Gli stessi personaggi, catapultati in un habitat differente, non avrebbero avuto il medesimo effetto su uno spettatore giovane e dinamico, in grado di immedesimarsi con una realtà di cui spesso è protagonista. Il caos regna sovrano in tutto il film, un caos caratterizzato da un numero illimitato di elementi che sembrano fondersi perfettamente l’uno con l’altro. L’uomo è uno di questi elementi, o meglio, è un numero piccolo e insignificante, in mezzo a un universo immenso.
Questo viene messo in risalto anche da una sceneggiatura caratterizzata da costanti dialoghi e forti suspense, che creano un continuo stato di angoscia e ansia durante tutta la durata del film. Uno sguardo più attento va riservato sicuramente alla prima e all’ultima scena della pellicola, in cui ogni forma di dialogo viene meno e quel senso di serenità tanto desiderata, sembra arieggiare di nuovo nella mente dello spettatore. Non è un caso che queste due scene siano posizionate all’inizio e alla fine del film, quasi a simboleggiare la vita e la morte dell’uomo, l’essenza del suo essere e l’unica forma di felicità raggiungibile dagli individui, all’interno di una società che li definisce solo come numeri.

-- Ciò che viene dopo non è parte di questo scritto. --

mod consult;
mod display;

use std::path::PathBuf;
use std::time::Duration;

use anyhow::Context;
use clap::{Parser, Subcommand};
use normas_core::{ScoringWeights, extract_entities};
use normas_fetch::{DEFAULT_TIMEOUT_SECS, SnippetClient};
use normas_store::RegulationStore;
use tracing_subscriber::EnvFilter;

/// Normas Curitiba: regulations relevant to an architecture, urbanism or
/// OOH/LED project.
#[derive(Parser)]
#[command(name = "normas", version, about)]
struct Cli {
    /// Regulation table (CSV with nome, numero, assunto, url, keywords, relevancia).
    #[arg(long, env = "NORMAS_TABLE", default_value = "leis.csv", global = true)]
    table: PathBuf,

    /// JSON file overriding the scoring weights.
    #[arg(long, env = "NORMAS_WEIGHTS", global = true)]
    weights: Option<PathBuf>,

    /// Timeout for each regulation page request.
    #[arg(long, env = "NORMAS_TIMEOUT_SECS", default_value_t = DEFAULT_TIMEOUT_SECS, global = true)]
    timeout_secs: u64,

    #[command(subcommand)]
    command: Command,
}

#[derive(Subcommand)]
enum Command {
    /// Find the regulations relevant to a project description.
    Consult {
        /// Free-text project description, e.g. "painel LED OOH 25m² Av Batel ZR-3".
        #[arg(required = true, num_args = 1..)]
        description: Vec<String>,

        /// Show at most this many regulations.
        #[arg(long)]
        limit: Option<usize>,

        /// Skip fetching regulation pages.
        #[arg(long)]
        no_snippets: bool,

        /// Print results as JSON.
        #[arg(long)]
        json: bool,
    },
    /// Show the entities recognised in a project description.
    Entities {
        #[arg(required = true, num_args = 1..)]
        description: Vec<String>,
    },
    /// List the loaded regulations.
    List {
        #[arg(long)]
        limit: Option<usize>,
    },
}

#[tokio::main]
async fn main() -> anyhow::Result<()> {
    // Results go to stdout; logs stay on stderr. Quiet unless RUST_LOG is set.
    tracing_subscriber::fmt()
        .with_writer(std::io::stderr)
        .with_env_filter(
            EnvFilter::try_from_default_env().unwrap_or_else(|_| EnvFilter::new("warn")),
        )
        .init();

    let cli = Cli::parse();
    tracing::info!("normas v{}", env!("CARGO_PKG_VERSION"));

    match cli.command {
        Command::Entities { description } => {
            let entities = extract_entities(&description.join(" "));
            display::print_entities(&entities);
        }
        Command::List { limit } => {
            let store = load_store(&cli.table)?;
            display::print_loaded(&store);
            display::print_regulations(store.iter().take(limit.unwrap_or(usize::MAX)));
        }
        Command::Consult {
            description,
            limit,
            no_snippets,
            json,
        } => {
            let store = load_store(&cli.table)?;
            let weights = match &cli.weights {
                Some(path) => ScoringWeights::from_json_file(path)
                    .with_context(|| format!("loading scoring weights from {}", path.display()))?,
                None => ScoringWeights::default(),
            };
            let client = if no_snippets {
                None
            } else {
                Some(
                    SnippetClient::with_timeout(Duration::from_secs(cli.timeout_secs))
                        .context("building HTTP client")?,
                )
            };

            let query = description.join(" ");
            let results =
                consult::consult(&store, client.as_ref(), &query, &weights, limit).await;

            if json {
                display::print_matches_json(&results)?;
            } else {
                display::print_loaded(&store);
                display::print_matches(&results);
            }
        }
    }

    Ok(())
}

fn load_store(path: &std::path::Path) -> anyhow::Result<RegulationStore> {
    RegulationStore::load(path)
        .with_context(|| format!("loading regulation table {}", path.display()))
}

“Diamanti grezzi”: Il valore della pietra
La chiave di questa felicità è forse la pietra stessa, un oggetto banale e insignificante, a cui solo Garnett riesce ad attribuire un valore. Per Howard la pietra è denaro, guadagno, dollari, niente di più. La pietra è un numero, come tutto il resto. Per Garnett, invece, l’opale è quella forza che gli permette di isolarsi dal mondo e di trovare la tranquillità necessaria per vincere e sopratutto per vivere. Il gesto di Garnett nelle prime scene del film è molto rappresentativo: per ottenere la pietra, è disposto a lasciare a Howard il suo anello, non un anello qualsiasi, ma il simbolo della sua passione, il basket e il riconoscimento per tutti i traguardi raggiunti.
Insomma, come ho precedentemente affermato, le interpretazioni sono molteplici e questa è solo una delle mille sfaccettature che un film così complesso porta con sé. Ne consiglio altamente la visione, la pellicola merita di essere guardata soprattutto per lui, Adam Sandler (Howard Ratner), la vera scoperta del film. Siamo abituati a vederlo in commedie comiche, divertenti, nei panni di personaggi bizzarri e un pò svampiti. Eppure, ritengo che questa sia la sua migliore interpretazione. Il ruolo sembra cadergli a pennello, le sue espressioni sono perfette, i suoi gesti sempre dosati e la sua personalità ben visibile. Insomma, l’attore giusto nel film giusto, nonostante questo non sia bastato per garantirgli la candidatura agli Oscar.